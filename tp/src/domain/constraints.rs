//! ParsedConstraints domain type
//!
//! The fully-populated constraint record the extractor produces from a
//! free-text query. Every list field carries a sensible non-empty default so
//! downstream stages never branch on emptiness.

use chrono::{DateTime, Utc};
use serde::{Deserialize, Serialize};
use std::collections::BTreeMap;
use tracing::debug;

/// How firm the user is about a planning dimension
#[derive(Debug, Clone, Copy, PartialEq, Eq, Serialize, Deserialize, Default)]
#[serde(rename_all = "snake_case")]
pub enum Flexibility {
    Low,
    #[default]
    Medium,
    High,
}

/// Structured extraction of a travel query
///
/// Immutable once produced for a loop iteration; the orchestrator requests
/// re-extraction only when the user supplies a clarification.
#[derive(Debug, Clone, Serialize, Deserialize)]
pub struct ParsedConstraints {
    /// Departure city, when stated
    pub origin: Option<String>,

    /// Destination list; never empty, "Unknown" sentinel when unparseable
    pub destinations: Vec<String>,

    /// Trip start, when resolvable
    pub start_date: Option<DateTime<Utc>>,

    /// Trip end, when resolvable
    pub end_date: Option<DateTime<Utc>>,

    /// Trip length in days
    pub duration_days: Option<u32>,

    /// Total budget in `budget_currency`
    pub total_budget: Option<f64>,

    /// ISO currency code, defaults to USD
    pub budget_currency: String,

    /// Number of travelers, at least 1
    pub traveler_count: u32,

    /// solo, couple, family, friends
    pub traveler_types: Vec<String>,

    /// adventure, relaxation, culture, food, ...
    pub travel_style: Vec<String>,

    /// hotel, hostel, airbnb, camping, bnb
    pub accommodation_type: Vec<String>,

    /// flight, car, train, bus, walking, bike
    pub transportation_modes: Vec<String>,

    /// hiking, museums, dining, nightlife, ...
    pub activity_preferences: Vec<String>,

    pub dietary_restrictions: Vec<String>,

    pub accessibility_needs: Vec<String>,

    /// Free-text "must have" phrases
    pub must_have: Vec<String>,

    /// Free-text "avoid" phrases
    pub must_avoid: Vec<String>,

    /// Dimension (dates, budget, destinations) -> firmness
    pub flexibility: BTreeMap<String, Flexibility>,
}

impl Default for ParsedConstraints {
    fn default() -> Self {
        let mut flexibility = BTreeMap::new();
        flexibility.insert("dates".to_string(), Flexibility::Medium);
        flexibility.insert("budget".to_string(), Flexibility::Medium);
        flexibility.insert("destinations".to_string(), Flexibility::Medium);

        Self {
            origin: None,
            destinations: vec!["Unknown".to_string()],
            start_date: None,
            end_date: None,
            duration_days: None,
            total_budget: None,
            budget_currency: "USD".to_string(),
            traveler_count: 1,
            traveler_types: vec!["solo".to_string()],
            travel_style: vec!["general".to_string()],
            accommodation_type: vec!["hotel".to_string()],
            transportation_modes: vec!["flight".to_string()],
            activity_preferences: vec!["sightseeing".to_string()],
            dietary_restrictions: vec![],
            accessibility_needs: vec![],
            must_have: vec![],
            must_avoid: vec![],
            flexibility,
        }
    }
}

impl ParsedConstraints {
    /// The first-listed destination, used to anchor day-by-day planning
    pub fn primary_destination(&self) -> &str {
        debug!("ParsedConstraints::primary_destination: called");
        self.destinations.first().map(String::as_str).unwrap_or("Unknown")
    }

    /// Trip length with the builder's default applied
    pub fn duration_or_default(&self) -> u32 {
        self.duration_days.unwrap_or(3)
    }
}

------------------------------------------------------------------------

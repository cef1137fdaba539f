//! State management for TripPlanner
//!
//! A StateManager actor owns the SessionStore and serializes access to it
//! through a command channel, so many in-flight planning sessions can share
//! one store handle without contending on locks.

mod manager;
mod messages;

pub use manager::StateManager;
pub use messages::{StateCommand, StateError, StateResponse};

------------------------------------------------------------------------

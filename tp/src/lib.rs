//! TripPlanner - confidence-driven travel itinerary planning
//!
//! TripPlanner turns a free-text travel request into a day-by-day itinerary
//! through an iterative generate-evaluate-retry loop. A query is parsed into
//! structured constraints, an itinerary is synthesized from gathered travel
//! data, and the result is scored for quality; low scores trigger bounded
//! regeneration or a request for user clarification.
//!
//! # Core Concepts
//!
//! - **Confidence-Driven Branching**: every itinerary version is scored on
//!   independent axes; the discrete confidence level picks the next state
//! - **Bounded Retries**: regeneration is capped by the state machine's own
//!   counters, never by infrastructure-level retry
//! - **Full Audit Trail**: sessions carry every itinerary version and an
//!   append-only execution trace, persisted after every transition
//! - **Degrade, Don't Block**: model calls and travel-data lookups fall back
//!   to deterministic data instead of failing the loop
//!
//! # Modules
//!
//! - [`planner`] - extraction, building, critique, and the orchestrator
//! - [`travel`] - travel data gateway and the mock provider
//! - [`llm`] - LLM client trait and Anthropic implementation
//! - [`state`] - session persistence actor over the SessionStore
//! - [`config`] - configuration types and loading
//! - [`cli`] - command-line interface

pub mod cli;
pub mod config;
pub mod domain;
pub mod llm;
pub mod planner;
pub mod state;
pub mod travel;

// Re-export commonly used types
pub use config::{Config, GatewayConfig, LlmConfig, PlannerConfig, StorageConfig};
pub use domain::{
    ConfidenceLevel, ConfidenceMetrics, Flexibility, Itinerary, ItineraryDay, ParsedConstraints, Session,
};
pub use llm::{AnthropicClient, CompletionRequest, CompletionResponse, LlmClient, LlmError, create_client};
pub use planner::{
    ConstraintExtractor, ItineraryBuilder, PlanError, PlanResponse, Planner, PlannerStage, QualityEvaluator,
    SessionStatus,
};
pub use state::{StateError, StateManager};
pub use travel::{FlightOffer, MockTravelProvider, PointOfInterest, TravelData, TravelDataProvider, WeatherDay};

------------------------------------------------------------------------

**What you need to do**:
For every line of the data above that contains "planning", copy that line.

**Solution**:
/// How firm the user is about a planning dimension
    /// The first-listed destination, used to anchor day-by-day planning
//! through a command channel, so many in-flight planning sessions can share
//! TripPlanner - confidence-driven travel itinerary planning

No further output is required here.